**WHAT IS REQUIRED:** Read through the records. Copy each line that has the word "InstructionSet".

Records from a collection:
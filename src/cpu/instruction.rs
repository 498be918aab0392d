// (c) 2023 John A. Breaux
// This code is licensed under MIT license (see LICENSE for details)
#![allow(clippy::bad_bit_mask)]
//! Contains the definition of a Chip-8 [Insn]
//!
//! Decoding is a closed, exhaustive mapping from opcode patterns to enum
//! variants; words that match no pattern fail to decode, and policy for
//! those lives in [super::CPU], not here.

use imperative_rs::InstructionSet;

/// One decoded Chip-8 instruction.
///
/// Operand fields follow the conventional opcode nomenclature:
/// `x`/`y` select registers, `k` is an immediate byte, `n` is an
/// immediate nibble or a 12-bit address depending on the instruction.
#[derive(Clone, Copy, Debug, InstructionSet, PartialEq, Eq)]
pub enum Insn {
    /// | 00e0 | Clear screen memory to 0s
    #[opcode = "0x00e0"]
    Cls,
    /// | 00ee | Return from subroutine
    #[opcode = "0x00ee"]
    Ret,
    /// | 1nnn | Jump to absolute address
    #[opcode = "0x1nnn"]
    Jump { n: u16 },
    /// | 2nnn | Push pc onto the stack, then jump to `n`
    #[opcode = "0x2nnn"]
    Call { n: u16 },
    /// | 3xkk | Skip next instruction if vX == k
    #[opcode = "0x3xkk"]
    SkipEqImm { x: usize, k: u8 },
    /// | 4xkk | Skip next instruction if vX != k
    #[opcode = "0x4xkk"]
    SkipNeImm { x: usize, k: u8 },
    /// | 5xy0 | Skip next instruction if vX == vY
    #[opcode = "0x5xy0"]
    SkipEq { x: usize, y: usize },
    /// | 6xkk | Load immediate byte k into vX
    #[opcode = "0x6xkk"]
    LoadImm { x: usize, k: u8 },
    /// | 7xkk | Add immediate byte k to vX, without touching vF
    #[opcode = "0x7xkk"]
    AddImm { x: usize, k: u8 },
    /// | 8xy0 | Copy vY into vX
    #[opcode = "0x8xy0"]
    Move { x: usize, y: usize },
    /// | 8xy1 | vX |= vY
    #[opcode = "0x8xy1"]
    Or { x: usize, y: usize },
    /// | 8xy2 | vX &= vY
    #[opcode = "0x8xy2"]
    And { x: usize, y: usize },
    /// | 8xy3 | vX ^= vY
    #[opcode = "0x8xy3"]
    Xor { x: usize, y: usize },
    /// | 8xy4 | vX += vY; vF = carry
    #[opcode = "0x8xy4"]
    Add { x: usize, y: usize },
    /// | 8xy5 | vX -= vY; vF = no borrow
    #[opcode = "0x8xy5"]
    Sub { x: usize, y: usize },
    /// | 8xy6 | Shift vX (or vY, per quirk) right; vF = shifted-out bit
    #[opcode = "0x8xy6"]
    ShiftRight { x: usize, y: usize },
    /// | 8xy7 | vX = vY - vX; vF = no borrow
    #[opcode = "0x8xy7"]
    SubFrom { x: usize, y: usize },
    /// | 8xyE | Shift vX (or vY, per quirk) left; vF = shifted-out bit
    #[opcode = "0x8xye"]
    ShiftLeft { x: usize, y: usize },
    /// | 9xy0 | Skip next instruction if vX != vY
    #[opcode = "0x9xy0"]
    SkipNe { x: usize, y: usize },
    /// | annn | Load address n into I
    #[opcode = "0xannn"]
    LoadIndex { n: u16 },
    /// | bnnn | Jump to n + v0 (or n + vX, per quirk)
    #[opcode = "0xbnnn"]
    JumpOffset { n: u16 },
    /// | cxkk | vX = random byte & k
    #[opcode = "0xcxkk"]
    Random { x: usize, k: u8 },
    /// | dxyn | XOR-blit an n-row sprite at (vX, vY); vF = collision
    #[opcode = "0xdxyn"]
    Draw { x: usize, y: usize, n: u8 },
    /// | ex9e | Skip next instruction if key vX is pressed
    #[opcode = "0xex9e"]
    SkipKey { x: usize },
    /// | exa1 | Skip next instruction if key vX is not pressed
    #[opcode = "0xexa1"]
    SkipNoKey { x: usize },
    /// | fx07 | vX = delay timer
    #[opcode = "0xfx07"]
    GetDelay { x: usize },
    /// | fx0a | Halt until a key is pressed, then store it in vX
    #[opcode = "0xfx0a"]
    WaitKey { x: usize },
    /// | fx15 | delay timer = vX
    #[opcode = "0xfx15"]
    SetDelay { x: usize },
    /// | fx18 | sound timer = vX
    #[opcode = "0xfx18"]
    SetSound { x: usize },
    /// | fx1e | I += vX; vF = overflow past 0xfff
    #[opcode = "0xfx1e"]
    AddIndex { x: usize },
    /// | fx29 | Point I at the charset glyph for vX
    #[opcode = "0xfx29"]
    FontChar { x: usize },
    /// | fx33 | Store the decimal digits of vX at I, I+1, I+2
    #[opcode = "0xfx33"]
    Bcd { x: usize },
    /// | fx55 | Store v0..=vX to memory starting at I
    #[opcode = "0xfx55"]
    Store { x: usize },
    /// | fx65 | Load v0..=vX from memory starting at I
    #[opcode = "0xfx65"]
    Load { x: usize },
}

==

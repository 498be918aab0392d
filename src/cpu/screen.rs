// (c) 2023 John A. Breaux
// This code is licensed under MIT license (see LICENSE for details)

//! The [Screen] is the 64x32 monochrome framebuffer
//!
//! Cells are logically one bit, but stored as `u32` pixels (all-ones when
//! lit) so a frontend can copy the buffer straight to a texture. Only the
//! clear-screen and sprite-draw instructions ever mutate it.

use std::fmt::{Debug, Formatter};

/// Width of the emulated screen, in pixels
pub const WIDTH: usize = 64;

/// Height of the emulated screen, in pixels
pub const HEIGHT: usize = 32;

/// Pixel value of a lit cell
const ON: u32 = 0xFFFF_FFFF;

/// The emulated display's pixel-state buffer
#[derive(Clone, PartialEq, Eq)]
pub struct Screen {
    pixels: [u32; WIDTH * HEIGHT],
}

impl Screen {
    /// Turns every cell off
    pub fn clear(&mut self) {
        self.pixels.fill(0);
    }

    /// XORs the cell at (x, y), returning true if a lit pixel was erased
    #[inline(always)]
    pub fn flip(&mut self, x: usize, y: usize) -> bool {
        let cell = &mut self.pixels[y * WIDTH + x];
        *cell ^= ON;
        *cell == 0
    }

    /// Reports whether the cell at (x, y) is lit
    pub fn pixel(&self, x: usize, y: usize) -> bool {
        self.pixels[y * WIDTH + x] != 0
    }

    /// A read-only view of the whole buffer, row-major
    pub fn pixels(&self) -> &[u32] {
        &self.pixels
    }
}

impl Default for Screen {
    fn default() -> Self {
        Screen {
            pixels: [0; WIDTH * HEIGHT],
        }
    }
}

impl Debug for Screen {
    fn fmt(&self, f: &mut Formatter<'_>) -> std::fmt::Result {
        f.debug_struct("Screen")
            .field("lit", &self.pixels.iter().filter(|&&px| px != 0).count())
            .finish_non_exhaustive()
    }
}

==

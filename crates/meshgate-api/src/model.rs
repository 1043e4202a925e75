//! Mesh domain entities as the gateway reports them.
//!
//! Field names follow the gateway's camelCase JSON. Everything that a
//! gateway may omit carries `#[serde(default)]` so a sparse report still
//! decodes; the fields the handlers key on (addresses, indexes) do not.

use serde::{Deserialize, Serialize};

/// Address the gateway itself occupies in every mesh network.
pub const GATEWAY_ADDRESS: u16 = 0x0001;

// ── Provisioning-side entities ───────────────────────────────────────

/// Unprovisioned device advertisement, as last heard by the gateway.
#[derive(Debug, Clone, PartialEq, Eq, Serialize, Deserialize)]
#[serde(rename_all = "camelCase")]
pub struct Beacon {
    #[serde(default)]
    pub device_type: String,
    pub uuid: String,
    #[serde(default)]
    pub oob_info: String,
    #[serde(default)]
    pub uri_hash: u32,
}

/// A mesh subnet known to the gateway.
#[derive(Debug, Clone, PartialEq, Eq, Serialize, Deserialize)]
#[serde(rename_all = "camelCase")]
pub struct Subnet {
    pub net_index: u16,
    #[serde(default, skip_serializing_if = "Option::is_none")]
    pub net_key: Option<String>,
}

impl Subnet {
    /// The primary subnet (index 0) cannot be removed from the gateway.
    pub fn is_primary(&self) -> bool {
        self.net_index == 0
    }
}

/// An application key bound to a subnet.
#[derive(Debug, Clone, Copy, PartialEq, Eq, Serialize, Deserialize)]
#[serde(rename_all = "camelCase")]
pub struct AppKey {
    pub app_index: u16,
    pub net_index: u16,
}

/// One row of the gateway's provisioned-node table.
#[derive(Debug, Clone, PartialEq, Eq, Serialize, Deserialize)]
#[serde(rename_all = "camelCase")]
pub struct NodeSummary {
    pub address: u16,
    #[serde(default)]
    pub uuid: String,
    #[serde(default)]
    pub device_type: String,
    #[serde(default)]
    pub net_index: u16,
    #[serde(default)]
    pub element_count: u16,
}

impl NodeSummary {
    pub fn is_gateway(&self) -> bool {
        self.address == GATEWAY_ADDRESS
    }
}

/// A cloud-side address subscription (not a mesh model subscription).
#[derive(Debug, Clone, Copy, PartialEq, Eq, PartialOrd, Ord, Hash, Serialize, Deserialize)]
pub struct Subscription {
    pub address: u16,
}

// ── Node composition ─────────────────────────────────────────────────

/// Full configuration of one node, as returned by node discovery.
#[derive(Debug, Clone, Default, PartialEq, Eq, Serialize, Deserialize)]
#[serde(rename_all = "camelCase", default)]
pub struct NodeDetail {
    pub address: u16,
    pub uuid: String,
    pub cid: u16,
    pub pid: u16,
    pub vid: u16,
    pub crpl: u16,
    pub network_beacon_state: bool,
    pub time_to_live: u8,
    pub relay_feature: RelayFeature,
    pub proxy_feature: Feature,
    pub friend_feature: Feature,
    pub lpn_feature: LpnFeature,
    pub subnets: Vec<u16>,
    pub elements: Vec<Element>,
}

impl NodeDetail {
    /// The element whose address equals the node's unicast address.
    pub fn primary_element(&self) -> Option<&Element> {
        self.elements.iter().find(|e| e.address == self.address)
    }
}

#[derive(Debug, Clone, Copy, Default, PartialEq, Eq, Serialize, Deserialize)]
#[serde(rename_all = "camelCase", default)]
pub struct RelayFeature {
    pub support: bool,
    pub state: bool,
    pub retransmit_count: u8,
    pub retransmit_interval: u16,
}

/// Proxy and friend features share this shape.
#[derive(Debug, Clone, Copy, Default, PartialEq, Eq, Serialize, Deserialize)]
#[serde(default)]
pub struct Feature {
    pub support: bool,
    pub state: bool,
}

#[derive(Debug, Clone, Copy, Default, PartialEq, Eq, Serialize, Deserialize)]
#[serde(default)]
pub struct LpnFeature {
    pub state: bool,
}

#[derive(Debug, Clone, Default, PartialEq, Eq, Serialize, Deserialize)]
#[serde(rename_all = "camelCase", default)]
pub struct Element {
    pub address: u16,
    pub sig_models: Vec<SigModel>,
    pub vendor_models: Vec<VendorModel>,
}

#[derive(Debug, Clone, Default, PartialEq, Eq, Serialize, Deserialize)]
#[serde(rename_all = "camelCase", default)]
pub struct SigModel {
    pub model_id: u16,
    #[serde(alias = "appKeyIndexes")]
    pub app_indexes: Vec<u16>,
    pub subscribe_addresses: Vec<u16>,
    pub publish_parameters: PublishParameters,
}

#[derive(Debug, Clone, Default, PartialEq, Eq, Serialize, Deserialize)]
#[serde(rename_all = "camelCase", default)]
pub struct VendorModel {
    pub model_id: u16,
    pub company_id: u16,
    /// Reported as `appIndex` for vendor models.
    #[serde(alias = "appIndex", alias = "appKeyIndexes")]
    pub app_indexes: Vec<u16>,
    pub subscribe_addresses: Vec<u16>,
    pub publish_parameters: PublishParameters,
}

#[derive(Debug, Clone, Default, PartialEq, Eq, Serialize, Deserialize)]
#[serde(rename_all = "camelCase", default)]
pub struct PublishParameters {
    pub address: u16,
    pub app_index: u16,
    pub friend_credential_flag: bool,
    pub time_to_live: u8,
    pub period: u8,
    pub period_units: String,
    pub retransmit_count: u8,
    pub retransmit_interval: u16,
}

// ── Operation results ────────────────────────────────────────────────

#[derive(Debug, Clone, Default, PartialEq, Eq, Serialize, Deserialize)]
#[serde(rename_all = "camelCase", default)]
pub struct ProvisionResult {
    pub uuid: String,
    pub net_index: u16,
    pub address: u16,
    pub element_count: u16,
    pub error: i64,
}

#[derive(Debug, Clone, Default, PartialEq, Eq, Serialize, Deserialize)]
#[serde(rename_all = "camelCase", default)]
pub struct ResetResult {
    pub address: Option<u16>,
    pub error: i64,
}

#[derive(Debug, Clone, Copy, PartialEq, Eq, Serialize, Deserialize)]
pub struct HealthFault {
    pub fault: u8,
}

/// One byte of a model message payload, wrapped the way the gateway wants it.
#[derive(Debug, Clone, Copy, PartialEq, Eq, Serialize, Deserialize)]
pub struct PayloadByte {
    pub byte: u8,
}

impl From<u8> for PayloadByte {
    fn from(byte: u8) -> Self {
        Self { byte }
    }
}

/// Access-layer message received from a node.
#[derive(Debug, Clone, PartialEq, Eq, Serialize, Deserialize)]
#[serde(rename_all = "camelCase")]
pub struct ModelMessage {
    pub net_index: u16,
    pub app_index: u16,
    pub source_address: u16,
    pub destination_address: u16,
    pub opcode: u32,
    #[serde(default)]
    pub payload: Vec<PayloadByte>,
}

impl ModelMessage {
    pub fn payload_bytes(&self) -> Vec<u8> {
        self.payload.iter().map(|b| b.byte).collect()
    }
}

**RESPONSE FOR THIS EXERCISE:**
use imperative_rs::InstructionSet;
#[derive(Clone, Copy, Debug, InstructionSet, PartialEq, Eq)]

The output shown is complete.